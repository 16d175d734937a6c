//! Text codec and file persistence for record stores.
//!
//! Each record type implements [`TextCodec`] for its flat-file layout.
//! [`load_or_init`] and [`save`] wrap the codec with file access:
//! - a missing or empty file is a fresh start, not an error
//! - an unreadable or malformed file is reported and yields an empty store
//! - saves truncate and rewrite the whole file (no temp-file rename)

mod lines;
mod student;
mod task;

use std::fs;
use std::io::ErrorKind;
use std::path::Path;

use log::{info, warn};

use crate::error::{Result, TallyError};
use crate::store::RecordStore;

/// Default file for the grade book.
pub const DEFAULT_STUDENT_FILE: &str = "students.dat";

/// Default file for the to-do list.
pub const DEFAULT_TASK_FILE: &str = "tasks.txt";

/// Conversion between a list of records and its line-oriented text form.
///
/// `decode(&encode(records))` yields `records` as long as no text field
/// contains a newline.
pub trait TextCodec: Sized {
    fn encode(records: &[Self]) -> String;

    /// Parse a whole file body. Any shortfall is a `Malformed` error; no
    /// partial result is returned.
    fn decode(text: &str) -> Result<Vec<Self>>;
}

/// How a load went.
#[derive(Debug)]
pub enum LoadStatus {
    /// Records were read from the file
    Restored(usize),
    /// No file, or an empty one
    Fresh,
    /// The file exists but could not be read
    Unreadable(TallyError),
    /// The file was read but could not be decoded
    Malformed(TallyError),
}

impl LoadStatus {
    /// Whether the load discarded data the user may care about.
    pub fn is_problem(&self) -> bool {
        matches!(self, Self::Unreadable(_) | Self::Malformed(_))
    }
}

/// A store plus the outcome of loading it.
#[derive(Debug)]
pub struct Loaded<T> {
    pub store: RecordStore<T>,
    pub status: LoadStatus,
}

/// Read `path` into a store, falling back to an empty store on any problem.
pub fn load_or_init<T: TextCodec>(path: &Path) -> Loaded<T> {
    let text = match fs::read_to_string(path) {
        Ok(text) => text,
        Err(e) if e.kind() == ErrorKind::NotFound => {
            info!("No previous data at {}, starting fresh", path.display());
            return fresh();
        }
        Err(e) => {
            warn!("Failed to read {}: {}", path.display(), e);
            return Loaded {
                store: RecordStore::new(),
                status: LoadStatus::Unreadable(e.into()),
            };
        }
    };

    if text.trim().is_empty() {
        info!("{} is empty, starting fresh", path.display());
        return fresh();
    }

    match T::decode(&text) {
        Ok(records) => {
            let count = records.len();
            info!("Loaded {} records from {}", count, path.display());
            Loaded {
                store: RecordStore::from(records),
                status: LoadStatus::Restored(count),
            }
        }
        Err(e) => {
            warn!("Discarding contents of {}: {}", path.display(), e);
            Loaded {
                store: RecordStore::new(),
                status: LoadStatus::Malformed(e),
            }
        }
    }
}

/// Write the whole store to `path`, replacing what was there.
pub fn save<T: TextCodec>(path: &Path, store: &RecordStore<T>) -> Result<()> {
    if let Some(parent) = path.parent().filter(|p| !p.as_os_str().is_empty()) {
        fs::create_dir_all(parent)?;
    }
    fs::write(path, T::encode(store.records()))?;
    info!("Saved {} records to {}", store.len(), path.display());
    Ok(())
}

fn fresh<T>() -> Loaded<T> {
    Loaded {
        store: RecordStore::new(),
        status: LoadStatus::Fresh,
    }
}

**The problem:** Having read the entries above, set each one down again exactly.

**Expected output:**
repository 16d175d734937a6c
//! Text codec and file persistence for record stores.
//!
//! Each record type implements [`TextCodec`] for its flat-file layout.
//! [`load_or_init`] and [`save`] wrap the codec with file access:
//! - a missing or empty file is a fresh start, not an error
//! - an unreadable or malformed file is reported and yields an empty store
//! - saves truncate and rewrite the whole file (no temp-file rename)

mod lines;
mod student;
mod task;

use std::fs;
use std::io::ErrorKind;
use std::path::Path;

use log::{info, warn};

use crate::error::{Result, TallyError};
use crate::store::RecordStore;

/// Default file for the grade book.
pub const DEFAULT_STUDENT_FILE: &str = "students.dat";

/// Default file for the to-do list.
pub const DEFAULT_TASK_FILE: &str = "tasks.txt";

/// Conversion between a list of records and its line-oriented text form.
///
/// `decode(&encode(records))` yields `records` as long as no text field
/// contains a newline.
pub trait TextCodec: Sized {
    fn encode(records: &[Self]) -> String;

    /// Parse a whole file body. Any shortfall is a `Malformed` error; no
    /// partial result is returned.
    fn decode(text: &str) -> Result<Vec<Self>>;
}

/// How a load went.
#[derive(Debug)]
pub enum LoadStatus {
    /// Records were read from the file
    Restored(usize),
    /// No file, or an empty one
    Fresh,
    /// The file exists but could not be read
    Unreadable(TallyError),
    /// The file was read but could not be decoded
    Malformed(TallyError),
}

impl LoadStatus {
    /// Whether the load discarded data the user may care about.
    pub fn is_problem(&self) -> bool {
        matches!(self, Self::Unreadable(_) | Self::Malformed(_))
    }
}

/// A store plus the outcome of loading it.
#[derive(Debug)]
pub struct Loaded<T> {
    pub store: RecordStore<T>,
    pub status: LoadStatus,
}

/// Read `path` into a store, falling back to an empty store on any problem.
pub fn load_or_init<T: TextCodec>(path: &Path) -> Loaded<T> {
    let text = match fs::read_to_string(path) {
        Ok(text) => text,
        Err(e) if e.kind() == ErrorKind::NotFound => {
            info!("No previous data at {}, starting fresh", path.display());
            return fresh();
        }
        Err(e) => {
            warn!("Failed to read {}: {}", path.display(), e);
            return Loaded {
                store: RecordStore::new(),
                status: LoadStatus::Unreadable(e.into()),
            };
        }
    };

    if text.trim().is_empty() {
        info!("{} is empty, starting fresh", path.display());
        return fresh();
    }

    match T::decode(&text) {
        Ok(records) => {
            let count = records.len();
            info!("Loaded {} records from {}", count, path.display());
            Loaded {
                store: RecordStore::from(records),
                status: LoadStatus::Restored(count),
            }
        }
        Err(e) => {
            warn!("Discarding contents of {}: {}", path.display(), e);
            Loaded {
                store: RecordStore::new(),
                status: LoadStatus::Malformed(e),
            }
        }
    }
}

/// Write the whole store to `path`, replacing what was there.
pub fn save<T: TextCodec>(path: &Path, store: &RecordStore<T>) -> Result<()> {
    if let Some(parent) = path.parent().filter(|p| !p.as_os_str().is_empty()) {
        fs::create_dir_all(parent)?;
    }
    fs::write(path, T::encode(store.records()))?;
    info!("Saved {} records to {}", store.len(), path.display());
    Ok(())
}

fn fresh<T>() -> Loaded<T> {
    Loaded {
        store: RecordStore::new(),
        status: LoadStatus::Fresh,
    }
}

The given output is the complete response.